Both Cinespace Studios and Chicago Studio City are gearing up for expansion to accommodate the anticipated new business from Hollywood that’s starting to head our wave in droves.
Cinespace’s four big stages are open for business, and two more stages under construction for completion in two to four months, says president Alex Pissios with contagious enthusiasm.
“All these TV shows are the beginning of things to come,” he says. Nick (Miropoulos, Cinespace’s owner) always knew this would happen when he decided to create a film complex here. We’re just starting to scratch the surface of business – and we’re ready for it. We’ve got the service and labor – the unions keep hiring, and we keep building stages and everyone is staying on the top of their game.
Although he’s preparing for two or more TV series to headquarter at Cinespace, Pissios says he hasn’t received any contracts yet from either network. But since NBC/Universal’s “Chicago Fire” has been headquartering and shooting there, and its spinoff, “Chicago PD,” will do the same, the chances are good that NBC/Universal’s “Crisis,” the pilot that shot in L.A. and surprised everyone by coming to Chicago, could make it a trifecta for the studio.
Pissios hints that two additional series might be headed our way (one being the long-rumored Fox series called “Legends”) in addition to the nine TV and film projects set for four months of filming here, starting in July.
And whatever Hollywood may require for its Chicago productions, Cinespace – and the city, he says, is prepared for it.
Besides the two new stages, Cinespace has been developing a back lot by purchasing three houses in the nearby residential neighborhood. “If ‘Chicago Fire’ needs to burn a house or ‘Chicago PD’ needs one, they’ve got them, and that’ll save them money, too,” he says.
Chicago Studio City adding two stages
Out on the West Side, established, 33-year old Chicago Studio City, for years the biggest studio complex east of Hollywood, is also gearing up for the future of Chicago production.
The studio is undergoing a massive expansion, says company owner John Crededio, Sr., whose sons John Jr., president and Joe, VP, run the day-to-day company operations.
Chicago Studio City is a complex of three sound stages, 10,000-sq. ft., 16,000-sq. ft. and 24,000-sq. ft., situated on 11 acres, or 120,000 sq. ft. of land. Plans are in the works to have two new buildings completed this summer, Crededio announces.
“We’re converting an existing 15,000-sq. ft. shop into a fourth stage, and we’re building a 30,000-sq. ft. utility building for wardrobe and set construction.” Another building set for construction is a 2,500-sq.ft., two-story office building.
In addition, the Crededio’s own Chicago Studio Rentals, an equipment company that has a $3 million inventory of grip and electric equipment, trucks, lighting, rigging and generators, for rental by their studio clients and also for rent to commercial commercials.
Chicago Studio City started out as small stage rental/equipment Company on Grand Avenue in 1980, Crededio recalls.
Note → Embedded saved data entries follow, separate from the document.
//! `cmdgate` – vehicle command gate process.
//!
//! 1. Initialises logging (and OTLP export when configured).
//! 2. Loads `~/.cmdgate/config.toml` (or `$CMDGATE_CONFIG`).  A missing file
//!    is created with the built-in defaults; an unreadable, malformed or
//!    invalid one is fatal.
//! 3. Starts the gate loop on a Tokio runtime with the built-in source active.
//! 4. Runs the operator REPL on a plain thread.
//! 5. Stops on **Ctrl-C** or `/quit`.

mod config;
mod repl;

use colored::Colorize;
use std::process::ExitCode;
use std::sync::Arc;
use tokio::sync::watch;
use tracing::{error, info, warn};

use cmdgate_middleware::EventBus;
use cmdgate_runtime::{GateLoop, init_tracing};

fn main() -> ExitCode {
    let _telemetry = init_tracing("cmdgate");
    print_banner();

    let cfg = match config::load_or_init() {
        Ok((cfg, config::Origin::File)) => {
            println!(
                "  Config loaded from {}",
                config::config_path().display().to_string().bold()
            );
            cfg
        }
        Ok((cfg, config::Origin::Defaults)) => {
            println!(
                "  No config found; defaults written to {}",
                config::config_path().display().to_string().dimmed()
            );
            cfg
        }
        Err(e) => {
            error!(error = %e, "config unreadable");
            eprintln!("{} {}", "Fatal:".red().bold(), e);
            return ExitCode::FAILURE;
        }
    };

    let (settings, period) = match cfg.to_settings().and_then(|s| Ok((s, cfg.period()?))) {
        Ok(pair) => pair,
        Err(e) => {
            error!(error = %e, "invalid configuration");
            eprintln!("{} {}", "Fatal:".red().bold(), e);
            return ExitCode::FAILURE;
        }
    };

    let runtime = match tokio::runtime::Builder::new_multi_thread()
        .enable_all()
        .build()
    {
        Ok(rt) => rt,
        Err(e) => {
            error!(error = %e, "failed to start async runtime");
            return ExitCode::FAILURE;
        }
    };

    let bus = EventBus::default();
    let (gate_loop, handle) = match GateLoop::new(settings, bus, period) {
        Ok(pair) => pair,
        Err(e) => {
            error!(error = %e, "failed to build gate");
            eprintln!("{} {}", "Fatal:".red().bold(), e);
            return ExitCode::FAILURE;
        }
    };

    // ── Shutdown ──────────────────────────────────────────────────────────
    let (stop_tx, shutdown) = watch::channel(false);
    let stop_tx = Arc::new(stop_tx);

    let ctrlc_stop = stop_tx.clone();
    if let Err(e) = ctrlc::set_handler(move || {
        println!();
        println!("{}", "⚠  Ctrl-C received – stopping gate …".yellow().bold());
        ctrlc_stop.send_replace(true);
    }) {
        warn!(error = %e, "Failed to install Ctrl-C handler; use /quit to stop");
    }

    let task = runtime.spawn(gate_loop.run(shutdown.clone()));
    info!(rate_hz = cfg.rate, inputs = cfg.inputs.len(), "gate running");

    println!();
    println!("  Type {} for a list of commands.\n", "/help".bold().cyan());

    // ── Operator shell ────────────────────────────────────────────────────
    let repl_stop = stop_tx.clone();
    let repl_shutdown = shutdown.clone();
    std::thread::spawn(move || {
        repl::run(handle, repl_shutdown, move || {
            repl_stop.send_replace(true);
        })
    });

    if let Err(e) = runtime.block_on(task) {
        error!(error = %e, "gate loop terminated abnormally");
        return ExitCode::FAILURE;
    }
    println!("{}", "  ✓ Gate stopped.".green());
    ExitCode::SUCCESS
}

fn print_banner() {
    println!();
    println!("{}", r#"                   __           __     "#.bold().cyan());
    println!("{}", r#"  ______ _  ___/ /__ ____ _/ /____ "#.bold().cyan());
    println!("{}", r#" / __/  ' \/ _  / _ `/ _ `/ __/ -_)"#.bold().cyan());
    println!("{}", r#" \__/_/_/_/\_,_/\_, /\_,_/\__/\__/ "#.bold().cyan());
    println!("{}", r#"               /___/                 "#.bold().cyan());
    println!();
    println!(
        "  {} {}",
        "cmdgate".bold(),
        format!("v{}", env!("CARGO_PKG_VERSION")).dimmed()
    );
    println!("  Vehicle control command gate");
    println!();
}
In 1983, he bought the former Fred Niles Studio on West Washington Blvd., which became Oprah’s Harpo Studios a few years later. Then in 1986, Crededio purchased the former Hotpoint appliance plant and created the Midwest’s largest filming complex that hosted countless movies and TV shows over the years.
CSC’s recent show was the Sony pilot, “Doubt,” which was not picked up as a series.
With the city’s stage ability to accommodate multiple projects, in-depth union crews as part of the established infrastructure, “The word is out in L.A. about what we’ve got going in Chicago now,” says Pissios, “and it makes them feel good that this is a big film center they can feel confident and comfortable working in.”